Read the listing and extract each line that includes the word "filter".

····················

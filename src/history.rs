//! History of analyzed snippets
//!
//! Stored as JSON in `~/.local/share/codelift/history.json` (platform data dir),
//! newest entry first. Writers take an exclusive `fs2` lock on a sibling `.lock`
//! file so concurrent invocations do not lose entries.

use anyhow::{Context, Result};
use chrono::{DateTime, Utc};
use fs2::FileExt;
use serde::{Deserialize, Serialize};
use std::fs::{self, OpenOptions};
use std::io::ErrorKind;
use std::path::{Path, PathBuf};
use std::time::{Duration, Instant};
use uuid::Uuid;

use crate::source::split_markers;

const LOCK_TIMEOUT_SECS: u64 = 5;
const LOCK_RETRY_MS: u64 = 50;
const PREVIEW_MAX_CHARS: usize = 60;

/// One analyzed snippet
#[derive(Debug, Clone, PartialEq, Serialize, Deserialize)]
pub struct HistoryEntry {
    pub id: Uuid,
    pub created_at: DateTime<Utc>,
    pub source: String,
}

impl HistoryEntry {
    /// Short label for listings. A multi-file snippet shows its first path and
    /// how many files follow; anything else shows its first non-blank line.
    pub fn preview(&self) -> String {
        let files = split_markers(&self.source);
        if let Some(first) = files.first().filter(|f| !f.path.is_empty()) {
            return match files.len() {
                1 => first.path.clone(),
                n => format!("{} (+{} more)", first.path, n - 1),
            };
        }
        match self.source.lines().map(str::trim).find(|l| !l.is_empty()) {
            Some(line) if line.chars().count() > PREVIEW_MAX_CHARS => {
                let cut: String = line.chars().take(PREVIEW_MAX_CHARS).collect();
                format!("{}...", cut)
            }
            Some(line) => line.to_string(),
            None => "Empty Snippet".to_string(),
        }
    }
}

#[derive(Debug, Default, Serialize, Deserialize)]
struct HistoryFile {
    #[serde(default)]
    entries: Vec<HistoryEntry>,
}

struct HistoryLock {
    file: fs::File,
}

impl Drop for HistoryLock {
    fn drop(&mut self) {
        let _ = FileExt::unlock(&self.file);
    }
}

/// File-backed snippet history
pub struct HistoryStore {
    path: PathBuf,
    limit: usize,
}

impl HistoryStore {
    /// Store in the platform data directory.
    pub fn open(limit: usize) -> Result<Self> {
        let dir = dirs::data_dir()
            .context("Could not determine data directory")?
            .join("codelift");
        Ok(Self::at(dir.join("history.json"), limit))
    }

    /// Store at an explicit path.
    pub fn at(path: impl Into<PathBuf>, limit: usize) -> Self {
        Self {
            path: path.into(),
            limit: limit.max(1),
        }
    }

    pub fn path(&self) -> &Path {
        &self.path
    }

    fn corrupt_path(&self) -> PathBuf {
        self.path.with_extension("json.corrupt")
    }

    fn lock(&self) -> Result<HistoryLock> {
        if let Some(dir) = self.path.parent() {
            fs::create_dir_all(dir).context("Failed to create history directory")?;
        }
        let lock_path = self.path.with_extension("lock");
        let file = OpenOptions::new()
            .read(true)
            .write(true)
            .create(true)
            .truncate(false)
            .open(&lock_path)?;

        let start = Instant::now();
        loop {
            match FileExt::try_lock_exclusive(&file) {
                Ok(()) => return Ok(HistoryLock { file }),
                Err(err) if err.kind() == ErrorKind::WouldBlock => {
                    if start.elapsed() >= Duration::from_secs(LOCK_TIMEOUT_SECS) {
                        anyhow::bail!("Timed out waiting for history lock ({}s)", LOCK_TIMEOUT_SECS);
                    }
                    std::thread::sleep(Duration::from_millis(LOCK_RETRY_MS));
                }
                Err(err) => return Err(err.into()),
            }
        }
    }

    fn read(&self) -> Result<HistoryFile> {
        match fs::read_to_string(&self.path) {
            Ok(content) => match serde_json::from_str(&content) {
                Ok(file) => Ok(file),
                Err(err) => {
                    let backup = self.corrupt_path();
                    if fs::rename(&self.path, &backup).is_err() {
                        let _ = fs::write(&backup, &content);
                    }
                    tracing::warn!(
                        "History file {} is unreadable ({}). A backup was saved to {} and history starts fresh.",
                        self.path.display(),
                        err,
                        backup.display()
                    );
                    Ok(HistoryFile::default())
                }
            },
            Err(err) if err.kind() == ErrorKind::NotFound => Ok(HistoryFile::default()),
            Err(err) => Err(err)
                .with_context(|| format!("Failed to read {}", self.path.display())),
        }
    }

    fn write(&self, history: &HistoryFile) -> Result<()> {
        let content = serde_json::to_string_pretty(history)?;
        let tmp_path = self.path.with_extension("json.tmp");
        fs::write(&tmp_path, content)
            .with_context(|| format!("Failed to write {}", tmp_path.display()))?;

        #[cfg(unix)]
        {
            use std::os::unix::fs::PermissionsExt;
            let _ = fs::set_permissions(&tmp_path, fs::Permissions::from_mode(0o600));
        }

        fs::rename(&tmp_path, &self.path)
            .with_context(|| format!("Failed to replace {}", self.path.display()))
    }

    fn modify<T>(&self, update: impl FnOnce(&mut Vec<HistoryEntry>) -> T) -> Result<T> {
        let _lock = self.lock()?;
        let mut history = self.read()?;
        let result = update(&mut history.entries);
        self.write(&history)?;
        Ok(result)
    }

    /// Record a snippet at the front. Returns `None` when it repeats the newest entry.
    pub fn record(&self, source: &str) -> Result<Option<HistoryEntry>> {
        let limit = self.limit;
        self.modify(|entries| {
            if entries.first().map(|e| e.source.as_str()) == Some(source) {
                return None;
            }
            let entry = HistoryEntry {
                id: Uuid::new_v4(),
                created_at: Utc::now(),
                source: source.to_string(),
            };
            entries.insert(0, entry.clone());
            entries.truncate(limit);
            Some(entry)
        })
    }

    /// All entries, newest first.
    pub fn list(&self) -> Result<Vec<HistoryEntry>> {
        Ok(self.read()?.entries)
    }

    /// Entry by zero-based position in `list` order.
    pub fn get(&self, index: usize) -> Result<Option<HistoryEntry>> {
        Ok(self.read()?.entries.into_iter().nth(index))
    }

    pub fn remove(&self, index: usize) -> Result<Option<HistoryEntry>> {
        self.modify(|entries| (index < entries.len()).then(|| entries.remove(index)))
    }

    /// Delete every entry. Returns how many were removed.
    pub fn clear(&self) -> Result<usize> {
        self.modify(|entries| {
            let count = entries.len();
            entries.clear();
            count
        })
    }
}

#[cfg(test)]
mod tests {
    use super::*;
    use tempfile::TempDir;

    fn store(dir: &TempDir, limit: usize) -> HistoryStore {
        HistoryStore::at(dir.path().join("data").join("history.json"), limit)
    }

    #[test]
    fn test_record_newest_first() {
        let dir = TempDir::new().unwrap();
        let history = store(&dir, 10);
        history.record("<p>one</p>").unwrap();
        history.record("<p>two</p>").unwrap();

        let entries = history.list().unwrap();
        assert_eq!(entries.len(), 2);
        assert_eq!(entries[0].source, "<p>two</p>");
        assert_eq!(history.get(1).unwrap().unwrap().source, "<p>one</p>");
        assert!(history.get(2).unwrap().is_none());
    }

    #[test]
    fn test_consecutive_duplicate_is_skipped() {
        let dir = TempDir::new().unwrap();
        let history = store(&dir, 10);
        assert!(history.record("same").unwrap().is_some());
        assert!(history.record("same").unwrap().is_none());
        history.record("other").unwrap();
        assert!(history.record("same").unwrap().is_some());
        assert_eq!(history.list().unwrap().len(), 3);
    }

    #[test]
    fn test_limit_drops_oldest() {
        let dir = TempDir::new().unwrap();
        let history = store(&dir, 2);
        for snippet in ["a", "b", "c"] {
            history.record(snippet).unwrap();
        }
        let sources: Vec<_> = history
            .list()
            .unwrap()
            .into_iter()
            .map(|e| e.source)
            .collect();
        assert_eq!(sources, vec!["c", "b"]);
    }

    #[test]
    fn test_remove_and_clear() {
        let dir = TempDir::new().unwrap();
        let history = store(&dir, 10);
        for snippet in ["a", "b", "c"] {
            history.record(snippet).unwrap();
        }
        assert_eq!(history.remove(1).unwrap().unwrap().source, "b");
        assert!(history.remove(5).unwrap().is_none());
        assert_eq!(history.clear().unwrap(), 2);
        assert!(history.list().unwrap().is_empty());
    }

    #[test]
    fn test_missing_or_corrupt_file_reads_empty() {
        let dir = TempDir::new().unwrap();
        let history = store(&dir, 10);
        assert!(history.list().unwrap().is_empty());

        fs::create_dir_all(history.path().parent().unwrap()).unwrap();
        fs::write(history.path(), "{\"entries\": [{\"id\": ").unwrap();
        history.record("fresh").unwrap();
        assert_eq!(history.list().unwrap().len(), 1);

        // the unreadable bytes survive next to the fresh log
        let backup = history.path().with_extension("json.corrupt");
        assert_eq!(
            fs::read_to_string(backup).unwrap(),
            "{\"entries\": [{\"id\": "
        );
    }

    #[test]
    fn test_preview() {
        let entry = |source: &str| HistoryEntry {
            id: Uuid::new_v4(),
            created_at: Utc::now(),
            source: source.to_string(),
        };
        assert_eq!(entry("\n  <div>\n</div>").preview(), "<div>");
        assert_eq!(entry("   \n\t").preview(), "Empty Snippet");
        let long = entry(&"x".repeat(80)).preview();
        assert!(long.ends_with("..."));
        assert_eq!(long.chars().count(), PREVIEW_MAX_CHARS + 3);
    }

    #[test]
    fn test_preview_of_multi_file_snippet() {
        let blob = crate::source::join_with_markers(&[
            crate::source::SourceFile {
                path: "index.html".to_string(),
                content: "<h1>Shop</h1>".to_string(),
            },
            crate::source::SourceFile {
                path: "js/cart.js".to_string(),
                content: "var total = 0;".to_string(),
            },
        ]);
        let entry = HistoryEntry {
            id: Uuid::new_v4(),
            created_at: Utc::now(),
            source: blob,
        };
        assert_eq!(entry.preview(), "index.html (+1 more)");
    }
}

····················

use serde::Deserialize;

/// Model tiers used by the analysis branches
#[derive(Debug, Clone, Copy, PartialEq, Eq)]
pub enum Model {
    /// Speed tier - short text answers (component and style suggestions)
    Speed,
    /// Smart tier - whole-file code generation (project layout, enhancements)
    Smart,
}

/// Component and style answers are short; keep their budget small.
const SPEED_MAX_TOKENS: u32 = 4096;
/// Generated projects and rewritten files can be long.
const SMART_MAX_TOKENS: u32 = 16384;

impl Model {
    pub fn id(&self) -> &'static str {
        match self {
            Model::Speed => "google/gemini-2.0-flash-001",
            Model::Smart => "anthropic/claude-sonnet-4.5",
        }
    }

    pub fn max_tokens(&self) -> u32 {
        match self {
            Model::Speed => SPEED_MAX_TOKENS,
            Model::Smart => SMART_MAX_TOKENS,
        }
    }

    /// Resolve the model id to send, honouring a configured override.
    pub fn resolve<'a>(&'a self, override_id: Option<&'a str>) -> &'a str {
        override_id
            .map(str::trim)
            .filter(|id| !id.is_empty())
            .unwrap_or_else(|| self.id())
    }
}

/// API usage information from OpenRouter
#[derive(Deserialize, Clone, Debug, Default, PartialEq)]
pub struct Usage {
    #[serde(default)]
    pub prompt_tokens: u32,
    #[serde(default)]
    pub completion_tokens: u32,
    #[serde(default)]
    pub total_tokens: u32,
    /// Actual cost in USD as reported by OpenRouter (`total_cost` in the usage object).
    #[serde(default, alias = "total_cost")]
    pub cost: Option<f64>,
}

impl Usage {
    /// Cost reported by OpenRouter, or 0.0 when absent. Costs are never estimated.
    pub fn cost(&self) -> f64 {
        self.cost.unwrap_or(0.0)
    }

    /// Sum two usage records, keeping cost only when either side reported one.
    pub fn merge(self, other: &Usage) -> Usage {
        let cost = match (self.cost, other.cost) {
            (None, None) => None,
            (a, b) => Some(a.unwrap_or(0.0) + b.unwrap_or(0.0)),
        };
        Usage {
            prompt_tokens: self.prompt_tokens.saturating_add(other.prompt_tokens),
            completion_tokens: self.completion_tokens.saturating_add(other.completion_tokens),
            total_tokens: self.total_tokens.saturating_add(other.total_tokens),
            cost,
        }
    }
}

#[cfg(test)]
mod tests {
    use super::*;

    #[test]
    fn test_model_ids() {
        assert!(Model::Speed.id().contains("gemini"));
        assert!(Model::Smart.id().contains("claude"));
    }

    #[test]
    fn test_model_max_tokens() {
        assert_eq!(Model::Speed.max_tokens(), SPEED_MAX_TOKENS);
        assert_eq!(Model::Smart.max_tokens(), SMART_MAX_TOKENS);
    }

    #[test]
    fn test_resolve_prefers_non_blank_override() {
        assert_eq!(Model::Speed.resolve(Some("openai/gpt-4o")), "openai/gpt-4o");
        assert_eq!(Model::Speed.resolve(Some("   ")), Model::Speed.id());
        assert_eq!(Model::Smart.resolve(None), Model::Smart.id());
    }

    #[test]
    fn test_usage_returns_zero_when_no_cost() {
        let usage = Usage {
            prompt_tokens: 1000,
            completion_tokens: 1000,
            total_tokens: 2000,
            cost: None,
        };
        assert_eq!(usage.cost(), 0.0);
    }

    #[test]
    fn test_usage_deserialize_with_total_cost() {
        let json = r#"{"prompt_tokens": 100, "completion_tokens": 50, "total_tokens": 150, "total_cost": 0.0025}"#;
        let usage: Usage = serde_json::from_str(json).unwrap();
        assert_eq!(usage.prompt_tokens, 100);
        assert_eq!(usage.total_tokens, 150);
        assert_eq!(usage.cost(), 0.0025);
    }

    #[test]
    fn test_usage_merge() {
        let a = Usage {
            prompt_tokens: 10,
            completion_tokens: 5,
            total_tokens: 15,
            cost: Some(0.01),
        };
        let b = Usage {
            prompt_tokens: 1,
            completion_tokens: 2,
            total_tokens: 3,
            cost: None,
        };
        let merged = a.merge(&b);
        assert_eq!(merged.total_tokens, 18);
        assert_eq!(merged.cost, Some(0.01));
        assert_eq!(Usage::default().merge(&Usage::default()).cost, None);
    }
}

····················

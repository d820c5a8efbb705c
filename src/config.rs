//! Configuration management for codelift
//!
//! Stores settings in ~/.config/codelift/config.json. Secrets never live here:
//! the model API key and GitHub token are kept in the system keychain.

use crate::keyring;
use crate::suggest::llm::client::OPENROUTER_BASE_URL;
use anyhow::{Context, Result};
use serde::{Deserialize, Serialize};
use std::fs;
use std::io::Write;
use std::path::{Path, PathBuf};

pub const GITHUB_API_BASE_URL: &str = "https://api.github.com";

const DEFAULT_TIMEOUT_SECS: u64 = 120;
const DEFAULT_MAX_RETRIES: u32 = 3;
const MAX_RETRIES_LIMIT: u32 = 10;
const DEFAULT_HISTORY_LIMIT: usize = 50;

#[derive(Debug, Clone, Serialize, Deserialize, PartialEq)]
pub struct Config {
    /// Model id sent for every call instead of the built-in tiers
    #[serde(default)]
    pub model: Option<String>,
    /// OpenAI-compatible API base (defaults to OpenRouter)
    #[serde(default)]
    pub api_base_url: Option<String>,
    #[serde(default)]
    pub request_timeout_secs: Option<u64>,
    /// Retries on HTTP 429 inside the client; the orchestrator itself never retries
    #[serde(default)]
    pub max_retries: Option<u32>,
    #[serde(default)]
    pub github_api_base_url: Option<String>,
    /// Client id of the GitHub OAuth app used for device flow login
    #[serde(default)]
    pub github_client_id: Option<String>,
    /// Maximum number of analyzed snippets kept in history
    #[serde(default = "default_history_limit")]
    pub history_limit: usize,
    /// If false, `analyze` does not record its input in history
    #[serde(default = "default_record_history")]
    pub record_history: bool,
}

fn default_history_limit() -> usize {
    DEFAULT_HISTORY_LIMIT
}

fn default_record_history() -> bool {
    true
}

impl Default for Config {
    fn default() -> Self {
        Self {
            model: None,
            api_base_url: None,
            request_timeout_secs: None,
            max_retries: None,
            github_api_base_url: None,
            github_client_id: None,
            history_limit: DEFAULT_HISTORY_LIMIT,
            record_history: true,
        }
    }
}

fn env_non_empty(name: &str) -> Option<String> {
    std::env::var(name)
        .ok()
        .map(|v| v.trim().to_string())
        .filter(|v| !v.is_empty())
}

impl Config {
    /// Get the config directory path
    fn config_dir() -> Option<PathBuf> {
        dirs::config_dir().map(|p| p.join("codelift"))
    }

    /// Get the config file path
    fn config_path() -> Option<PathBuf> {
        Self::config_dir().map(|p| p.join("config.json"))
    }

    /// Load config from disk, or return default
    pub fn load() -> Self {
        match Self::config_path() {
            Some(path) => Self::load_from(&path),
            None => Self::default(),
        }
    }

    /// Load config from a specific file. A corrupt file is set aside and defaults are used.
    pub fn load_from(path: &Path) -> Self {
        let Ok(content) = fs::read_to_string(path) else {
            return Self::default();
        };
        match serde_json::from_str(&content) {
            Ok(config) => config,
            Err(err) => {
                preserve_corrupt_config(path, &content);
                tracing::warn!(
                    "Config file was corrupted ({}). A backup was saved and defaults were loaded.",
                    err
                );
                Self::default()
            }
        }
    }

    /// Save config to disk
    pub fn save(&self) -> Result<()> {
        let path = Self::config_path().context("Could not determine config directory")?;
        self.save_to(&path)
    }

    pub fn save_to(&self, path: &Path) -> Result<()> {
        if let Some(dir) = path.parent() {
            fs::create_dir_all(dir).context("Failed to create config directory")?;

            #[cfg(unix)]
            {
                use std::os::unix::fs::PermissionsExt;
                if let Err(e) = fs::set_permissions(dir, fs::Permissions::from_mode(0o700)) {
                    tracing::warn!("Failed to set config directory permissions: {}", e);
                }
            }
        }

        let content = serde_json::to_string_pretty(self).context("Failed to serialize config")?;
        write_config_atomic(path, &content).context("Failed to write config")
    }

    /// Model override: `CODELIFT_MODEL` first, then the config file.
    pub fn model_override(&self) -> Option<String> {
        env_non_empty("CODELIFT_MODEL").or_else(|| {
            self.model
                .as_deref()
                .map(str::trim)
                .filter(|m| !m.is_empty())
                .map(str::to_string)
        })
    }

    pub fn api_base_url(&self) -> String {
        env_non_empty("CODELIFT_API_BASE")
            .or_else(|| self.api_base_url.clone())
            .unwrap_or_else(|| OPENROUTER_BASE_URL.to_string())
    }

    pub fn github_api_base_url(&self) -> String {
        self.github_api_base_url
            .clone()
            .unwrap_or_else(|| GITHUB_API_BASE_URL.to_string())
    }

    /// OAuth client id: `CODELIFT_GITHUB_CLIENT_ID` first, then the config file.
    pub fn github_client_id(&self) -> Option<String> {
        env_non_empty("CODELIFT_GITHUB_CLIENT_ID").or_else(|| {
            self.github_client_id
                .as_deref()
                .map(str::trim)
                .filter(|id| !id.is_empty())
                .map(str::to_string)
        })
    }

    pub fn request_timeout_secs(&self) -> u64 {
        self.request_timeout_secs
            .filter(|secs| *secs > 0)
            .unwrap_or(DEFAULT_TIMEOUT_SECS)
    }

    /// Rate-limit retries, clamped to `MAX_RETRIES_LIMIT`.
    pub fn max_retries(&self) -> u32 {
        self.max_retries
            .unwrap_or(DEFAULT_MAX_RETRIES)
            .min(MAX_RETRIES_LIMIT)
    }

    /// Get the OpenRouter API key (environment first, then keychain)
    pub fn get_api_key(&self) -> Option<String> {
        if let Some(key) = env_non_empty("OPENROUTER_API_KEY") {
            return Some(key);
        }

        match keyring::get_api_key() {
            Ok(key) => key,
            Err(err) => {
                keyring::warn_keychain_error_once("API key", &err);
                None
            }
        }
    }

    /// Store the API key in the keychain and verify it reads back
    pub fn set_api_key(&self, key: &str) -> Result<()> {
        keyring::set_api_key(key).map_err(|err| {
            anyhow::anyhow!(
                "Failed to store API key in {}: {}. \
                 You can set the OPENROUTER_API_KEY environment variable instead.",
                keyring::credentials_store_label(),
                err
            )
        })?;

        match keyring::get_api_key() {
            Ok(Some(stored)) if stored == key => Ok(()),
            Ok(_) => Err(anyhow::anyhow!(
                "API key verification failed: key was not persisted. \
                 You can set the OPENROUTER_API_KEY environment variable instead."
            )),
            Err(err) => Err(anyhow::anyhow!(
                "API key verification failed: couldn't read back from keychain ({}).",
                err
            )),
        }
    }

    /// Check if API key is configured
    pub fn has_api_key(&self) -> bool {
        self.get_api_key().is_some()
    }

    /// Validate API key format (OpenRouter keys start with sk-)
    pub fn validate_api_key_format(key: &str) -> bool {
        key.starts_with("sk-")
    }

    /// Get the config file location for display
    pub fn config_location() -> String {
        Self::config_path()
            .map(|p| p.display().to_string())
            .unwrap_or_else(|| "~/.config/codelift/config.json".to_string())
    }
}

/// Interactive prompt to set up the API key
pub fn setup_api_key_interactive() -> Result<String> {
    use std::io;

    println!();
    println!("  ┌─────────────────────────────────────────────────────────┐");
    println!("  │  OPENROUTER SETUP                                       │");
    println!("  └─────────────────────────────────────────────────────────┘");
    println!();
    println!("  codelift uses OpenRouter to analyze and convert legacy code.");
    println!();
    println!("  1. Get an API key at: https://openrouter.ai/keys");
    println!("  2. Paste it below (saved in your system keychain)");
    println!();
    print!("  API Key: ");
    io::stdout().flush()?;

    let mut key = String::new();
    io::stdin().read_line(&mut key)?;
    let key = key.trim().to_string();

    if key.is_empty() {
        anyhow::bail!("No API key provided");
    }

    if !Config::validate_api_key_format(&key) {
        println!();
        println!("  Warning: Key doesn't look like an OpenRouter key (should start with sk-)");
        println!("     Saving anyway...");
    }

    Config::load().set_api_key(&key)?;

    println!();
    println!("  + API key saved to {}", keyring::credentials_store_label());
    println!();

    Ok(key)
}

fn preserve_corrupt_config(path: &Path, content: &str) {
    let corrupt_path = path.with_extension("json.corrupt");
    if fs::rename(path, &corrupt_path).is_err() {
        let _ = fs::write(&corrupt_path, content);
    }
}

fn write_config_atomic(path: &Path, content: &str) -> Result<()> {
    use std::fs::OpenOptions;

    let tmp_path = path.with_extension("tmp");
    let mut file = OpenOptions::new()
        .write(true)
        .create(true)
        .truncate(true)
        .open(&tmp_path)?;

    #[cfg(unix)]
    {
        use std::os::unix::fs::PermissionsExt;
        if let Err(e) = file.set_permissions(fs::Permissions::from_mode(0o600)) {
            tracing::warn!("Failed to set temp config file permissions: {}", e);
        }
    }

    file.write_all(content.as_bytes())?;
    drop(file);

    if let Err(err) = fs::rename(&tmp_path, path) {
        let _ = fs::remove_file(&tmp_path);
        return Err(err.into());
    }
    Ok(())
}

····················

Response box.
        if let Some(first) = files.first().filter(|f| !f.path.is_empty()) {
            .filter(|id| !id.is_empty())
        .filter(|v| !v.is_empty())
                .filter(|m| !m.is_empty())
                .filter(|id| !id.is_empty())
            .filter(|secs| *secs > 0)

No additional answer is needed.